The chemicals used to develop your negatives are toxic and should never be dumped down the drain. As noted earlier, they must be disposed of properly either by taking them to a local lab that you frequent or by contacting your city’s waste management and asking how you should dispose of harmful chemicals. Photo fixer presents the most environmental issues out of the chemicals used for film developing. Some places, like possibly a local lab, might be happy to take it off your hands (usually for a small fee) since the fixer contains valuable liquid silver that can be collected by a machine called a Silver Recovery Unit and recycled. Used developer and stop bath, however, should be taken to wherever you take other household hazard waste to be processed.

Past the chemistry part of cleaning up, keeping your workspace clean and tidy is equally important. Be sure to wipe up any spilled chemistry wherever you have decided to work (bathroom, kitchen sink, basement utility room, home darkroom) and always be sure to fully wash your reels, developing tanks, thermometer, and the rest of your equipment so it’s nice and clean for your next developing session.

Conclusion

Though developing your own film at home sounds intimidating, and, as is the case with most DIY processes, there's going to be some degree of trial and error involved, a film photographer shouldn’t be scared to develop their own film at home.
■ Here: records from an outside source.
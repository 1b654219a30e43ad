//! Tests for the async contract validation module

mod common;

use tokio_util::sync::CancellationToken;

use common::{GO_BEARER_HANDLER, PETS_SWAGGER, USERS_OPENAPI, write_fixture};
use vulnera_contract::domain::value_objects::{ImplParameter, ParameterLocation, SpecVersion};
use vulnera_contract::{
    ContractValidationModule, ContractValidationRequest, FindingSeverity, ImplementedEndpoint,
    ModuleExecutionError,
};

#[test]
fn test_discover_contract_prefers_root_then_subdirectories() {
    let dir = tempfile::tempdir().unwrap();
    let module = ContractValidationModule::new();
    assert!(module.discover_contract(dir.path()).is_none());

    let nested = write_fixture(dir.path(), "docs/swagger.json", "{}");
    assert_eq!(module.discover_contract(dir.path()), Some(nested));

    let root = write_fixture(dir.path(), "openapi.yml", USERS_OPENAPI);
    assert_eq!(module.discover_contract(dir.path()), Some(root));
}

#[tokio::test]
async fn test_execute_discovers_and_validates() {
    let dir = tempfile::tempdir().unwrap();
    write_fixture(dir.path(), "api/openapi.yaml", USERS_OPENAPI);
    let handler = write_fixture(dir.path(), "handlers/users.go", GO_BEARER_HANDLER);

    let module = ContractValidationModule::new();
    let report = module
        .execute(
            ContractValidationRequest {
                project_root: dir.path().to_path_buf(),
                contract_path: None,
                endpoints: vec![
                    ImplementedEndpoint::new("GET", "/users/:id", &handler)
                        .with_parameter(ImplParameter::new("id", ParameterLocation::Path, "int"))
                        .with_response(200),
                ],
            },
            CancellationToken::new(),
        )
        .await
        .unwrap();

    assert_eq!(report.spec_version, SpecVersion::V3_0);
    assert_eq!(report.endpoints_checked, 1);
    assert_eq!(report.count_by_severity(FindingSeverity::Critical), 0);
    assert_eq!(report.count_by_severity(FindingSeverity::High), 0);
    assert_eq!(module.cache().stats().total, 1);
}

#[tokio::test]
async fn test_execute_with_explicit_contract_path() {
    let dir = tempfile::tempdir().unwrap();
    write_fixture(dir.path(), "contracts/pets.yaml", PETS_SWAGGER);

    let report = ContractValidationModule::new()
        .execute(
            ContractValidationRequest {
                project_root: dir.path().to_path_buf(),
                contract_path: Some("contracts/pets.yaml".into()),
                endpoints: vec![ImplementedEndpoint::new("GET", "/pets", "handlers/pets.go")],
            },
            CancellationToken::new(),
        )
        .await
        .unwrap();

    assert_eq!(report.spec_version, SpecVersion::V2_0);
    assert_eq!(report.findings.len(), 1);
    assert_eq!(report.score, 95);
}

#[tokio::test]
async fn test_execute_without_contract_is_empty() {
    let dir = tempfile::tempdir().unwrap();

    let report = ContractValidationModule::new()
        .execute(
            ContractValidationRequest {
                project_root: dir.path().to_path_buf(),
                contract_path: None,
                endpoints: vec![ImplementedEndpoint::new("GET", "/users", "users.go")],
            },
            CancellationToken::new(),
        )
        .await
        .unwrap();

    assert!(report.findings.is_empty());
    assert_eq!(report.score, 100);
    assert_eq!(report.spec_version, SpecVersion::Unknown);
}

#[tokio::test]
async fn test_execute_rejects_missing_project_root() {
    let dir = tempfile::tempdir().unwrap();

    let err = ContractValidationModule::new()
        .execute(
            ContractValidationRequest {
                project_root: dir.path().join("nope"),
                contract_path: None,
                endpoints: vec![],
            },
            CancellationToken::new(),
        )
        .await
        .unwrap_err();

    assert!(matches!(err, ModuleExecutionError::InvalidConfig(_)));
}

#[tokio::test]
async fn test_execute_propagates_cancellation() {
    let dir = tempfile::tempdir().unwrap();
    write_fixture(dir.path(), "openapi.yaml", USERS_OPENAPI);
    let token = CancellationToken::new();
    token.cancel();

    let err = ContractValidationModule::new()
        .execute(
            ContractValidationRequest {
                project_root: dir.path().to_path_buf(),
                contract_path: None,
                endpoints: vec![],
            },
            token,
        )
        .await
        .unwrap_err();

    assert!(matches!(err, ModuleExecutionError::Contract(e) if e.is_cancelled()));
}
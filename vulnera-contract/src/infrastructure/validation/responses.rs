//! Response conformance checks

use tokio_util::sync::CancellationToken;

use crate::domain::entities::{ContractEndpoint, Finding, ImplementedEndpoint};
use crate::domain::errors::{ContractError, ensure_active};
use crate::domain::value_objects::{ContractResponse, FindingSeverity, FindingType};
use crate::infrastructure::matcher::json_pointer_for_operation;

/// Success codes the contract is expected to be able to return
const CANONICAL_SUCCESS_CODES: [&str; 3] = ["200", "201", "204"];

pub fn validate_responses(
    endpoint: &ImplementedEndpoint,
    contract_endpoint: &ContractEndpoint,
    cancel: &CancellationToken,
) -> Result<Vec<Finding>, ContractError> {
    ensure_active(cancel)?;

    let mut findings = Vec::new();
    let location = endpoint.source_file.display().to_string();
    let responses_pointer = format!(
        "{}/responses",
        json_pointer_for_operation(&contract_endpoint.path, &contract_endpoint.method)
    );

    if contract_endpoint.responses.is_empty() {
        findings.push(Finding::mismatch(
            FindingSeverity::Medium,
            &location,
            format!(
                "Contract does not define responses for endpoint {}",
                endpoint.label()
            ),
            responses_pointer,
        ));
        return Ok(findings);
    }

    let has_default = contract_endpoint.responses.contains_key("default");
    let mut seen_codes: Vec<u16> = Vec::new();

    for implemented in &endpoint.responses {
        ensure_active(cancel)?;

        let status_code = implemented.status_code;
        if seen_codes.contains(&status_code) {
            continue;
        }
        seen_codes.push(status_code);

        let code = status_code.to_string();
        let Some((documented_code, response)) = documented_response(contract_endpoint, status_code)
        else {
            if !has_default {
                findings.push(
                    Finding::mismatch(
                        FindingSeverity::High,
                        &location,
                        format!(
                            "Response status {} not documented in contract (expected: {})",
                            status_code,
                            expected_codes(contract_endpoint)
                        ),
                        responses_pointer.clone(),
                    )
                    .with_fix(format!(
                        "Add response status {status_code} to contract or remove from endpoint"
                    )),
                );
            }
            continue;
        };

        let media_types = response.media_types();
        if !media_types.is_empty() {
            findings.push(
                Finding::new(
                    FindingType::Info,
                    FindingSeverity::Low,
                    &location,
                    format!(
                        "Response {} should match contract content types: {}",
                        status_code,
                        media_types.join(", ")
                    ),
                    format!("{responses_pointer}/{documented_code}/content"),
                )
                .with_detail("expected_content_types", media_types.join(", "))
                .with_detail("status_code", code),
            );
        }
    }

    for status_code in CANONICAL_SUCCESS_CODES {
        let Some(response) = contract_endpoint.responses.get(status_code) else {
            continue;
        };
        if endpoint.emits_status(status_code) {
            continue;
        }

        findings.push(
            Finding::mismatch(
                FindingSeverity::Medium,
                &location,
                format!("Contract defines response {status_code} but endpoint may not return it"),
                format!("{responses_pointer}/{status_code}"),
            )
            .with_fix(format!(
                "Ensure endpoint {} can return status code {}",
                endpoint.label(),
                status_code
            ))
            .with_detail("expected_status", status_code)
            .with_detail("response_description", response.description.clone()),
        );
    }

    Ok(findings)
}

/// Exact code first, then an `NXX` range key such as `2XX`
fn documented_response(
    contract_endpoint: &ContractEndpoint,
    status_code: u16,
) -> Option<(String, &ContractResponse)> {
    let code = status_code.to_string();
    if let Some(response) = contract_endpoint.responses.get(&code) {
        return Some((code, response));
    }

    let range = format!("{}XX", status_code / 100);
    contract_endpoint
        .responses
        .iter()
        .find(|(key, _)| key.eq_ignore_ascii_case(&range))
        .map(|(key, response)| (key.clone(), response))
}

fn expected_codes(contract_endpoint: &ContractEndpoint) -> String {
    contract_endpoint
        .responses
        .keys()
        .cloned()
        .collect::<Vec<_>>()
        .join(", ")
}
No matter if you’ve been shooting film for decades or just recently picked it up, developing one's own negatives is a right of passage for any photographer. As you practice, be sure to make notes on each step of the developing process as it pertains to your chemistry and the film you frequently shoot so that you can reference them every time you develop your film.

The idea of truly possessing all the steps and processes in one’s creative vision is often regarded as the highest form of expertise and proficiency. Plus, as you become proficient at regular development of your own film, the world opens up to other creative processes you can do while developing your film, like film soup!